Tasmanian budget fails health and child-care

June 2, 1999
Issue 

Tasmanian budget fails health and child-care

By Tony Iltis

HOBART — Rising gambling tax revenues and a 5% levy on household electricity bills allowed the Tasmanian ALP government to boost some public spending and deliver a budget with a surplus for the first time this century. But a $44 million injection into health and human services is inadequate to solve the funding crisis.

Tasmanian households already pay disproportionately high electricity bills due to subsidies to corporate consumers.

Budget sweeteners included a 4% increase in education funding, employing 34 new primary school teachers. According to Mike Poate, from the Australian Education Union, this is welcome, but the increased funding to private providers of TAFE programs is not.

Handouts to business included payroll tax exemptions and federal payroll tax rebates for information technology companies, and subsidies and loans to business, including $10 million in export subsidies. Similar handouts in previous budgets have failed to lower Tasmania's unemployment rate, the highest of any state.

The media made most noise about the $44 million rescue package for health and human services. One aim of the package is to try to end the operating theatre closures and surgery restrictions at Royal Hobart and North West Regional Hospitals. There is also money to replace ambulances, but not to increase ambulance staff, despite the staffing crisis being so severe that members of the public are sometimes required to drive ambulances so that paramedics can attend to the patients.

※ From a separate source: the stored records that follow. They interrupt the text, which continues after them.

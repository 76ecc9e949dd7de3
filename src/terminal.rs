use anyhow::{Context, bail};
use crossterm::{
    ExecutableCommand, cursor,
    terminal::{self, ClearType},
};
use std::io::{Stdout, Write, stdout};

/// Smallest terminal (columns, rows) that leaves room for one raster row.
pub const MIN_TERMINAL: (u16, u16) = (4, 2);

/// Raw mode and the alternate screen, held for the visualizer's lifetime.
pub struct TerminalGuard {
    _private: (),
}

impl TerminalGuard {
    pub fn new() -> anyhow::Result<Self> {
        terminal::enable_raw_mode().context("enable raw mode")?;
        // Built first so Drop also unwinds a partial setup.
        let guard = Self { _private: () };

        let mut out = stdout();
        out.execute(terminal::EnterAlternateScreen)
            .context("enter alternate screen")?;
        out.execute(terminal::Clear(ClearType::All))
            .context("clear screen")?;
        out.execute(cursor::Hide).context("hide cursor")?;

        Ok(guard)
    }

    pub fn stdout() -> Stdout {
        stdout()
    }

    /// Terminal size in cells (columns, rows).
    pub fn size() -> anyhow::Result<(u16, u16)> {
        terminal::size().context("get terminal size")
    }

    /// Like [`TerminalGuard::size`] but rejects terminals below [`MIN_TERMINAL`].
    pub fn checked_size() -> anyhow::Result<(u16, u16)> {
        let (cols, rows) = Self::size()?;
        if cols < MIN_TERMINAL.0 || rows < MIN_TERMINAL.1 {
            bail!(
                "terminal too small (need at least {}x{}, got {cols}x{rows})",
                MIN_TERMINAL.0,
                MIN_TERMINAL.1
            );
        }
        Ok((cols, rows))
    }
}

impl Drop for TerminalGuard {
    fn drop(&mut self) {
        let _ = terminal::disable_raw_mode();
        let mut out = stdout();
        // A frame cut short can leave sync output on and autowrap off.
        let _ = out.write_all(b"\x1b[?2026l\x1b[?7h\x1b[0m");
        let _ = out.flush();
        let _ = out.execute(cursor::Show);
        let _ = out.execute(terminal::LeaveAlternateScreen);
    }
}

/// Surface size in pixels for a terminal of `size` cells with `hud_rows`
/// reserved at the bottom. At least one raster row is always kept.
pub fn raster_size(size: (u16, u16), hud_rows: u16, cell: (usize, usize)) -> (usize, usize) {
    let (cols, rows) = size;
    let visual_rows = rows.saturating_sub(hud_rows).max(1);
    (
        (cols as usize).saturating_mul(cell.0),
        (visual_rows as usize).saturating_mul(cell.1),
    )
}
//! LEB128 varints and the zigzag mapping — the two scalar encodings
//! everything in OSMPBF is built from.
//!
//! Field keys, length prefixes, string-table indices and every packed
//! delta stream (dense node ids, coordinates, way refs, member ids)
//! arrive as varints. The signed kinds are zigzag-mapped first so that
//! small negative deltas, which dominate coordinate streams, stay as
//! short on the wire as small positive ones.

use crate::error::WireError;

/// Decode one unsigned LEB128 varint from the front of `buf`.
///
/// Returns the value and the number of bytes it occupied, leaving any
/// trailing bytes untouched — packed readers call this in a loop and
/// advance by the returned count. Each byte contributes seven payload
/// bits; the high bit announces a following byte, so a `u64` never
/// spans more than ten bytes.
///
/// # Errors
///
/// - [`WireError::VarintTooLong`] when a tenth byte still carries the
///   continuation bit.
/// - [`WireError::UnexpectedEof`] when `buf` ends mid-value.
pub fn decode_varint(buf: &[u8]) -> Result<(u64, usize), WireError> {
    let mut acc: u64 = 0;
    let mut used: usize = 0;

    for &byte in buf {
        if used == 10 {
            return Err(WireError::VarintTooLong);
        }
        acc |= u64::from(byte & 0x7F) << (7 * used);
        used += 1;
        if byte & 0x80 == 0 {
            return Ok((acc, used));
        }
    }

    Err(WireError::UnexpectedEof { offset: buf.len() })
}

/// Append `value` to `out` as an unsigned LEB128 varint.
pub fn encode_varint(out: &mut Vec<u8>, mut value: u64) {
    while value >= 0x80 {
        out.push((value & 0x7F) as u8 | 0x80);
        value >>= 7;
    }
    out.push(value as u8);
}

/// Map a zigzag-encoded unsigned value back to signed.
///
/// sint32/sint64 fields interleave the signs — 0, -1, 1, -2, ...
/// encode as 0, 1, 2, 3, ... — so a delta of minus one costs one byte
/// instead of ten.
#[inline]
pub fn decode_zigzag(raw: u64) -> i64 {
    ((raw >> 1) ^ (raw & 1).wrapping_neg()) as i64
}

/// Inverse of [`decode_zigzag`].
#[inline]
pub fn encode_zigzag(value: i64) -> u64 {
    ((value << 1) ^ (value >> 63)) as u64
}
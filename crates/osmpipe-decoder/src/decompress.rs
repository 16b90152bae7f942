//! Blob payload extraction: raw pass-through or zlib inflation.

use std::io::Read;

use flate2::read::ZlibDecoder;
use osmpipe_wire::fileformat::Blob;

use crate::error::DecodeError;
use crate::frame::MAX_UNCOMPRESSED_BLOB_SIZE;

/// Decode a raw `Blob` message and produce its uncompressed payload.
///
/// Dispatch follows the payload field that is present: `raw` passes
/// through, `zlib_data` inflates to exactly `raw_size` bytes, LZMA is
/// rejected, and a blob with no payload at all is an error.
///
/// # Errors
///
/// - [`DecodeError::UnsupportedCompression`] for LZMA payloads;
/// - [`DecodeError::MissingRawSize`] for zlib without `raw_size`;
/// - [`DecodeError::BlobTooLarge`] when `raw_size` (or a raw payload)
///   exceeds the 32 MiB cap;
/// - [`DecodeError::Inflate`] / [`DecodeError::RawSizeMismatch`] when
///   inflation fails or yields the wrong byte count;
/// - [`DecodeError::EmptyBlob`] when no payload field is set.
pub fn decode_blob_payload(frame_data: &[u8]) -> Result<Vec<u8>, DecodeError> {
    let blob = Blob::decode(frame_data)?;

    if let Some(raw) = blob.raw {
        if raw.len() as i64 > MAX_UNCOMPRESSED_BLOB_SIZE {
            return Err(DecodeError::BlobTooLarge {
                size: raw.len() as i64,
            });
        }
        return Ok(raw);
    }

    if let Some(zlib_data) = blob.zlib_data {
        let raw_size = blob.raw_size.ok_or(DecodeError::MissingRawSize)?;
        if i64::from(raw_size) < 0 || i64::from(raw_size) > MAX_UNCOMPRESSED_BLOB_SIZE {
            return Err(DecodeError::BlobTooLarge {
                size: i64::from(raw_size),
            });
        }
        let raw_size = raw_size as usize;

        let mut out = Vec::with_capacity(raw_size);
        let mut decoder = ZlibDecoder::new(zlib_data.as_slice());
        // One byte past the declared size is enough to detect oversize
        // output without inflating a bomb to completion.
        decoder
            .by_ref()
            .take(raw_size as u64 + 1)
            .read_to_end(&mut out)
            .map_err(|e| DecodeError::Inflate(e.to_string()))?;

        if out.len() != raw_size {
            return Err(DecodeError::RawSizeMismatch {
                expected: raw_size,
                actual: out.len(),
            });
        }
        return Ok(out);
    }

    if blob.has_lzma_data {
        return Err(DecodeError::UnsupportedCompression);
    }

    Err(DecodeError::EmptyBlob)
}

The package will not save the St John's Park Child Care Centre, the only government-run child-care centre in Tasmania. The centre was set up for public sector workers on shift work and short-call rosters, and is unique in being open 7am to 6pm throughout the year and providing care for infants under two.

The decision to close the centre, which is used by 160 families, and redeploy the 145 centre staff provoked an angry response from parents, who are considering action against the government under the Sexual Discrimination Act. On May 20, the government rejected a submission by the Community and Public Sector Union to run the centre on a $60,000 annual subsidy.